___ EXTRACTED DATA ___
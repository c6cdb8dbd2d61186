use optjournal::journal::{load_journal, spawn_journal_service, Journal};
use optjournal::market::OfflineConnector;
use optjournal::{api, config::Config, HttpQuoteSource, MarketDataBridge, QuoteSource, Session};
use std::net::SocketAddr;
use std::sync::Arc;

#[tokio::main]
async fn main() {
    // Initialize tracing
    tracing_subscriber::fmt()
        .with_env_filter(
            tracing_subscriber::EnvFilter::from_default_env()
                .add_directive(tracing_subscriber::filter::LevelFilter::INFO.into()),
        )
        .init();

    // Load configuration
    let config = match Config::from_env() {
        Ok(cfg) => cfg,
        Err(e) => {
            eprintln!("Configuration error: {}", e);
            std::process::exit(1);
        }
    };

    let port = config.port;

    // A bad header is fatal; record-level damage only flags trades.
    let trades = match load_journal(&config.journal_path) {
        Ok(trades) => trades,
        Err(e) => {
            eprintln!("Failed to load journal {}: {}", config.journal_path.display(), e);
            std::process::exit(1);
        }
    };
    let flagged = trades.iter().filter(|t| t.needs_attention).count();
    if flagged > 0 {
        tracing::warn!(flagged, "Trades need attention after load");
    }

    let (journal, _journal_task) =
        spawn_journal_service(Journal::new(trades), Some(config.journal_path.clone()));

    let quotes: Arc<dyn QuoteSource> = Arc::new(HttpQuoteSource::new(config.quote_fallback_url.clone()));
    let bridge = Arc::new(MarketDataBridge::new(journal.clone(), quotes));
    let session = Session::new(
        Arc::new(OfflineConnector::new(config.gateway.clone())),
        bridge.clone(),
        journal.clone(),
        config.session_config(),
    );

    if config.auto_connect {
        if let Err(e) = session.connect().await {
            tracing::warn!(error = %e, "Auto-connect failed, continuing offline");
        }
    }
    if !session.bridge().is_connected() {
        match journal.pending_subscriptions().await {
            Ok(pending) => {
                let primed = bridge.prime_previous_closes(&pending).await;
                tracing::info!(primed, "Offline prices primed from previous close");
            }
            Err(e) => tracing::warn!(error = %e, "Cannot prime offline prices"),
        }
    }

    // Create router
    let app = api::create_router(api::AppState::new(journal.clone(), session.clone()));

    // Bind to address
    let addr = SocketAddr::from(([127, 0, 0, 1], port));
    let listener = match tokio::net::TcpListener::bind(&addr).await {
        Ok(l) => l,
        Err(e) => {
            eprintln!("Failed to bind to {}: {}", addr, e);
            std::process::exit(1);
        }
    };

    tracing::info!("Server listening on {}", addr);

    // Run server
    let shutdown = async {
        let _ = tokio::signal::ctrl_c().await;
        tracing::info!("Shutting down");
    };
    if let Err(e) = axum::serve(listener, app)
        .with_graceful_shutdown(shutdown)
        .await
    {
        eprintln!("Server error: {}", e);
        std::process::exit(1);
    }

    session.disconnect().await;
    match journal.save().await {
        Ok(true) => tracing::info!("Journal saved on shutdown"),
        Ok(false) => {}
        Err(e) => {
            eprintln!("Failed to save journal: {}", e);
            std::process::exit(1);
        }
    }
}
___
Return word for word the line with "Err(e) => tracing::warn!(error" and every line after it through the end of the records above.

» **TASK ANSWER**
            Err(e) => tracing::warn!(error = %e, "Cannot prime offline prices"),
        }
    }

    // Create router
    let app = api::create_router(api::AppState::new(journal.clone(), session.clone()));

    // Bind to address
    let addr = SocketAddr::from(([127, 0, 0, 1], port));
    let listener = match tokio::net::TcpListener::bind(&addr).await {
        Ok(l) => l,
        Err(e) => {
            eprintln!("Failed to bind to {}: {}", addr, e);
            std::process::exit(1);
        }
    };

    tracing::info!("Server listening on {}", addr);

    // Run server
    let shutdown = async {
        let _ = tokio::signal::ctrl_c().await;
        tracing::info!("Shutting down");
    };
    if let Err(e) = axum::serve(listener, app)
        .with_graceful_shutdown(shutdown)
        .await
    {
        eprintln!("Server error: {}", e);
        std::process::exit(1);
    }

    session.disconnect().await;
    match journal.save().await {
        Ok(true) => tracing::info!("Journal saved on shutdown"),
        Ok(false) => {}
        Err(e) => {
            eprintln!("Failed to save journal: {}", e);
            std::process::exit(1);
        }
    }
}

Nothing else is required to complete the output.